Experienced tennis players know that one pair of shoes is probably not enough, unless you always play on the same surface. Grass, clay and hard tennis courts each present different challenges for players, and it's important to match the type of shoe you wear to the sort of surface you play on. Learn more about the shoe considerations you need to make with the following types of tennis court.
Some players enjoy hard courts because the speed with which the ball bounces is somewhere between grass and clay, and people also enjoy the firmer footing. However, these surfaces can also put your feet through their paces. With the wrong type of shoes, hard courts can increase the risk of injury, as your feet need cushioning and shock absorption.
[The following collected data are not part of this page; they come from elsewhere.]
//! Lifecycle - building, booting and shutting down a bot
//!
//! `listen` runs the boot sequence once: events, login, owner, data store,
//! join-guild hooks for every joined guild, then the `on_listen` hooks of
//! commands, services, config actions and plugins. Each stage settles every
//! entry before the next one starts; a failing entry is reported to the
//! owner and does not stop its siblings.

use futures_util::future::{join_all, BoxFuture};
use futures_util::FutureExt;
use std::panic::AssertUnwindSafe;
use std::sync::Arc;
use tokio::sync::{mpsc, watch, Mutex, OnceCell};
use tokio::task::JoinHandle;
use tracing::{debug, info, warn};
use uuid::Uuid;

use crate::application::context::BotContext;
use crate::application::errors::BotError;
use crate::application::messaging::{DispatchOutcome, FilterChain, MessageDispatcher};
use crate::application::registry::{LoadedPlugin, Registries};
use crate::domain::entities::{Embed, Guild, Message, Response, User};
use crate::domain::traits::{DataStore, Transport, TransportEvent};
use crate::infrastructure::config::Config;
use crate::infrastructure::storage::JsonStore;
use crate::plugins::builtin;
use crate::plugins::loader::PluginLoader;
use crate::plugins::trait_def::{NoResolver, PluginDescriptor, PluginResolver};

#[derive(Debug, Clone, Copy, PartialEq, Eq)]
pub enum LifecycleState {
    Idle,
    Starting,
    Listening,
    ShuttingDown,
}

type Hook<'a> = (String, BoxFuture<'a, Result<(), BotError>>);

/// Run every hook of a stage concurrently and wait for all of them.
/// Returns the number of hooks that failed.
async fn settle(ctx: &BotContext, stage: &str, hooks: Vec<Hook<'_>>) -> usize {
    let results = join_all(hooks.into_iter().map(|(entry, hook)| async move {
        let result = match AssertUnwindSafe(hook).catch_unwind().await {
            Ok(result) => result,
            Err(_) => Err(BotError::Internal(format!("{} panicked", entry))),
        };
        (entry, result)
    }))
    .await;

    let mut failures = 0;
    for (entry, result) in results {
        if let Err(e) = result {
            failures += 1;
            warn!("{} failed for {}: {}", stage, entry, e);
            ctx.report_failure(&format!("{} failed", stage), &[("Entry", entry)], &e)
                .await;
        }
    }
    failures
}

async fn plugin_joined(ctx: &BotContext, guild: &Guild, plugin: &LoadedPlugin) -> Result<(), BotError> {
    ctx.guild_settings()?.seed_default_data(ctx, &guild.id, plugin).await?;
    if let Some(hooks) = &plugin.hooks {
        hooks.on_join_guild(ctx, guild).await?;
    }
    Ok(())
}

/// Services first, then plugins (default data, then hooks)
pub(crate) async fn join_guild(ctx: &BotContext, guild: &Guild) -> usize {
    info!("Joining guild {} ({})", guild.name, guild.id);
    let registries = ctx.registries();

    let services: Vec<Hook<'_>> = registries
        .services
        .iter()
        .map(|s| (format!("service {}.{}", s.plugin_name, s.name), s.service.on_join_guild(ctx, guild)))
        .collect();
    let mut failures = settle(ctx, "onJoinGuild", services).await;

    let plugins: Vec<Hook<'_>> = registries
        .plugins
        .iter()
        .map(|p| (format!("plugin {}", p.name), plugin_joined(ctx, guild, p).boxed()))
        .collect();
    failures += settle(ctx, "onJoinGuild", plugins).await;
    failures
}

/// Commands, services, config actions, then plugins
async fn run_on_listen(ctx: &BotContext) -> usize {
    let registries = ctx.registries();
    let mut failures = 0;

    let commands: Vec<Hook<'_>> = registries
        .commands
        .iter()
        .map(|c| (format!("command {}", c.name), c.handler().on_listen(ctx)))
        .collect();
    failures += settle(ctx, "onListen", commands).await;

    let services: Vec<Hook<'_>> = registries
        .services
        .iter()
        .map(|s| (format!("service {}.{}", s.plugin_name, s.name), s.service.on_listen(ctx)))
        .collect();
    failures += settle(ctx, "onListen", services).await;

    let actions: Vec<Hook<'_>> = registries
        .config_actions
        .iter()
        .map(|a| (format!("config action {}", a.qualified_name()), a.handler().on_listen(ctx)))
        .collect();
    failures += settle(ctx, "onListen", actions).await;

    let plugins: Vec<Hook<'_>> = registries
        .plugins
        .iter()
        .filter_map(|p| p.hooks.as_ref().map(|h| (format!("plugin {}", p.name), h.on_listen(ctx))))
        .collect();
    failures += settle(ctx, "onListen", plugins).await;

    failures
}

/// Collects configuration, collaborators and plugins for a [`Bot`]
pub struct BotBuilder {
    id: Uuid,
    config: Config,
    registries: Registries,
    transport: Option<Arc<dyn Transport>>,
    store: Option<Arc<dyn DataStore>>,
    resolver: Box<dyn PluginResolver>,
    filters: Option<FilterChain>,
    core_loaded: bool,
}

impl BotBuilder {
    pub fn new(config: Config) -> Self {
        Self {
            id: Uuid::new_v4(),
            config,
            registries: Registries::new(),
            transport: None,
            store: None,
            resolver: Box::new(NoResolver),
            filters: None,
            core_loaded: false,
        }
    }

    /// Id plugins can be bound to
    pub fn id(&self) -> Uuid {
        self.id
    }

    pub fn transport(mut self, transport: Arc<dyn Transport>) -> Self {
        self.transport = Some(transport);
        self
    }

    /// Defaults to an in-memory store
    pub fn store(mut self, store: Arc<dyn DataStore>) -> Self {
        self.store = Some(store);
        self
    }

    /// Turns package names into plugins
    pub fn resolver(mut self, resolver: impl PluginResolver + 'static) -> Self {
        self.resolver = Box::new(resolver);
        self
    }

    /// Replace the default filter chain
    pub fn filters(mut self, filters: FilterChain) -> Self {
        self.filters = Some(filters);
        self
    }

    fn ensure_core(&mut self) -> Result<(), BotError> {
        if !self.core_loaded {
            PluginLoader::new(self.id, self.resolver.as_ref(), &mut self.registries).add_plugin(builtin::plugin())?;
            self.core_loaded = true;
        }
        Ok(())
    }

    pub fn add_plugin(&mut self, descriptor: impl Into<PluginDescriptor>) -> Result<Arc<LoadedPlugin>, BotError> {
        self.ensure_core()?;
        PluginLoader::new(self.id, self.resolver.as_ref(), &mut self.registries).add_plugin(descriptor)
    }

    pub fn plugin(mut self, descriptor: impl Into<PluginDescriptor>) -> Result<Self, BotError> {
        self.add_plugin(descriptor)?;
        Ok(self)
    }

    pub fn build(mut self) -> Result<Bot, BotError> {
        self.ensure_core()?;
        let transport = self
            .transport
            .ok_or_else(|| BotError::Lifecycle("no transport configured".to_string()))?;
        let store = self
            .store
            .unwrap_or_else(|| Arc::new(JsonStore::in_memory()) as Arc<dyn DataStore>);
        info!(
            "Built bot {} with {} plugins and {} commands",
            self.config.bot.name,
            self.registries.plugins.len(),
            self.registries.commands.len()
        );

        let ctx = BotContext::new(self.id, self.config, self.registries, transport, store);
        let dispatcher = MessageDispatcher::with_filters(self.filters.unwrap_or_default());
        Ok(Bot::new(ctx, dispatcher))
    }
}

/// A built bot. Listens once; shut down to stop consuming events.
pub struct Bot {
    ctx: Arc<BotContext>,
    dispatcher: Arc<MessageDispatcher>,
    state: watch::Sender<LifecycleState>,
    ready: watch::Sender<Option<Result<(), Arc<BotError>>>>,
    shutdown: watch::Sender<bool>,
    boot: OnceCell<Result<(), Arc<BotError>>>,
    listener: Mutex<Option<JoinHandle<()>>>,
}

impl Bot {
    fn new(ctx: BotContext, dispatcher: MessageDispatcher) -> Self {
        Self {
            ctx: Arc::new(ctx),
            dispatcher: Arc::new(dispatcher),
            state: watch::Sender::new(LifecycleState::Idle),
            ready: watch::Sender::new(None),
            shutdown: watch::Sender::new(false),
            boot: OnceCell::new(),
            listener: Mutex::new(None),
        }
    }

    pub fn context(&self) -> &Arc<BotContext> {
        &self.ctx
    }

    pub fn state(&self) -> LifecycleState {
        *self.state.borrow()
    }

    pub fn subscribe_state(&self) -> watch::Receiver<LifecycleState> {
        self.state.subscribe()
    }

    /// Boot the bot. Later calls wait for and return the first call's outcome.
    pub async fn listen(&self) -> Result<(), BotError> {
        let outcome = self
            .boot
            .get_or_init(|| async {
                let outcome = self.boot_sequence().await.map_err(Arc::new);
                self.ready.send_replace(Some(outcome.clone()));
                outcome
            })
            .await;
        outcome.clone().map_err(BotError::Boot)?;

        if *self.shutdown.borrow() {
            return Err(BotError::Lifecycle("bot has already been shut down".to_string()));
        }
        Ok(())
    }

    /// Resolves once booted, also for callers that subscribe late
    pub async fn on_ready(&self) -> Result<(), BotError> {
        let mut ready = self.ready.subscribe();
        let outcome = ready
            .wait_for(Option::is_some)
            .await
            .map_err(|_| BotError::Lifecycle("bot dropped before becoming ready".to_string()))?
            .clone();
        match outcome {
            Some(Err(e)) => Err(BotError::Boot(e)),
            _ => Ok(()),
        }
    }

    async fn boot_sequence(&self) -> Result<(), BotError> {
        self.state.send_replace(LifecycleState::Starting);
        match self.start().await {
            Ok(()) => {
                self.state.send_replace(LifecycleState::Listening);
                info!("{} is listening", self.ctx.config().bot.name);
                Ok(())
            }
            Err(e) => {
                warn!("Boot failed: {}", e);
                self.state.send_replace(LifecycleState::Idle);
                Err(e)
            }
        }
    }

    async fn start(&self) -> Result<(), BotError> {
        let ctx = &self.ctx;
        let events = ctx.transport().events().await?;

        let me = ctx.transport().login().await?;
        info!("Logged in as {} ({})", me.username, me.id);
        ctx.set_user(me);

        let owner = self.resolve_owner().await?;
        info!("Owner is {} ({})", owner.username, owner.id);
        ctx.set_owner(owner);

        ctx.store().ready().await?;

        let guilds = ctx.transport().guilds().await?;
        let mut failures: usize = join_all(guilds.iter().map(|g| join_guild(ctx, g)))
            .await
            .into_iter()
            .sum();
        failures += run_on_listen(ctx).await;

        if ctx.config().bot.startup_summary {
            self.send_startup_summary(guilds.len(), failures).await;
        }

        let handle = self.spawn_listener(events);
        *self.listener.lock().await = Some(handle);
        Ok(())
    }

    async fn resolve_owner(&self) -> Result<User, BotError> {
        if let Some(owner) = self.ctx.transport().fetch_owner().await? {
            return Ok(owner);
        }
        match &self.ctx.config().bot.owner_id {
            Some(id) => Ok(User::new(id, id)),
            None => Err(BotError::Lifecycle("unable to resolve the bot owner".to_string())),
        }
    }

    async fn send_startup_summary(&self, guilds: usize, failures: usize) {
        let registries = self.ctx.registries();
        let mut embed = Embed::new()
            .with_title(format!("{} is online", self.ctx.config().bot.name))
            .with_color(0x2ecc71)
            .add_field("Guilds", guilds.to_string())
            .add_field("Plugins", registries.plugins.len().to_string())
            .add_field("Commands", registries.commands.len().to_string());
        if failures > 0 {
            embed = embed.add_field("Failed hooks", failures.to_string());
        }
        self.ctx.message_owner(&Response::embed(embed)).await;
    }

    fn spawn_listener(&self, mut events: mpsc::Receiver<TransportEvent>) -> JoinHandle<()> {
        let ctx = self.ctx.clone();
        let dispatcher = self.dispatcher.clone();
        let mut shutdown = self.shutdown.subscribe();

        tokio::spawn(async move {
            loop {
                tokio::select! {
                    _ = shutdown.changed() => break,
                    event = events.recv() => match event {
                        Some(TransportEvent::Message(message)) => {
                            let ctx = ctx.clone();
                            let dispatcher = dispatcher.clone();
                            tokio::spawn(async move {
                                let outcome = dispatcher.dispatch(&ctx, message).await;
                                debug!("Dispatch finished: {:?}", outcome);
                            });
                        }
                        Some(TransportEvent::GuildJoin(guild)) => {
                            let ctx = ctx.clone();
                            tokio::spawn(async move {
                                join_guild(&ctx, &guild).await;
                            });
                        }
                        Some(TransportEvent::GuildLeave(guild_id)) => info!("Left guild {}", guild_id),
                        None => {
                            info!("Event stream closed");
                            break;
                        }
                    }
                }
            }
            debug!("Event listener stopped");
        })
    }

    /// Run one message through the pipeline without the event stream
    pub async fn dispatch(&self, message: Message) -> DispatchOutcome {
        self.dispatcher.dispatch(&self.ctx, message).await
    }

    /// Stop consuming events and disconnect. Fails unless listening.
    pub async fn shutdown(&self) -> Result<(), BotError> {
        let mut previous = LifecycleState::Idle;
        let moved = self.state.send_if_modified(|state| {
            previous = *state;
            if *state == LifecycleState::Listening {
                *state = LifecycleState::ShuttingDown;
                true
            } else {
                false
            }
        });
        if !moved {
            return Err(BotError::Lifecycle(format!("cannot shut down while {:?}", previous)));
        }

        info!("Shutting down");
        self.shutdown.send_replace(true);
        if let Some(handle) = self.listener.lock().await.take() {
            if let Err(e) = handle.await {
                warn!("Event listener ended abnormally: {}", e);
            }
        }
        let disconnected = self.ctx.transport().disconnect().await;
        self.state.send_replace(LifecycleState::Idle);
        disconnected
    }
}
Choose shoes that have a tough outsole that can stand up to the hard court's surface. Good cushioning and bounce can help your feet and legs cope with the rigours of a hard court, and a tough upper will give you more stability as you move around the court.
The clay court is often the most challenging surface to play on. The surface can make it harder to deal a killer serve, giving the other player more time to hit the ball, which, in turn, improves speed and discipline.
Clay surfaces need stability and lateral support as players tend to move from side to side more before taking a shot. As such, good clay court shoes have:
- Good grip to cope with the dusty clay.
- Durable sides to cope with sliding movements.
- Lateral support.
- A tighter upper to keep your foot secure.
Clay-court shoes also tend to have an outsole that releases clay from its grooves, so you don't leave marks on the court.
Grass courts offer players a more unpredictable game, with a fast, low bounce and a slippery surface to play on. The slipperiness of the surface means that you have to make lots of small adjustment steps to get into the right position, so you can see why the right shoes are crucial.
Grass-court shoes need a great grip, to stop you slipping around. However, you'll also need a flatter outsole, so you don't damage the court. A flexible upper will also help you run forward towards the ball without constructing your feet.
Some shoes that work well on a grass court will also work well on an artificial grass court. However, the layer of sand found on an artificial grass court can sometimes more closely resemble a clay court surface. As such, some players prefer to use clay-court shoes on artificial grass. This decision will ultimately come down to personal choice and technique.
The right tennis shoes are essential, according to the type of tennis court surface you play on. Talk to a sports shoe supplier or your local tennis court for more advice.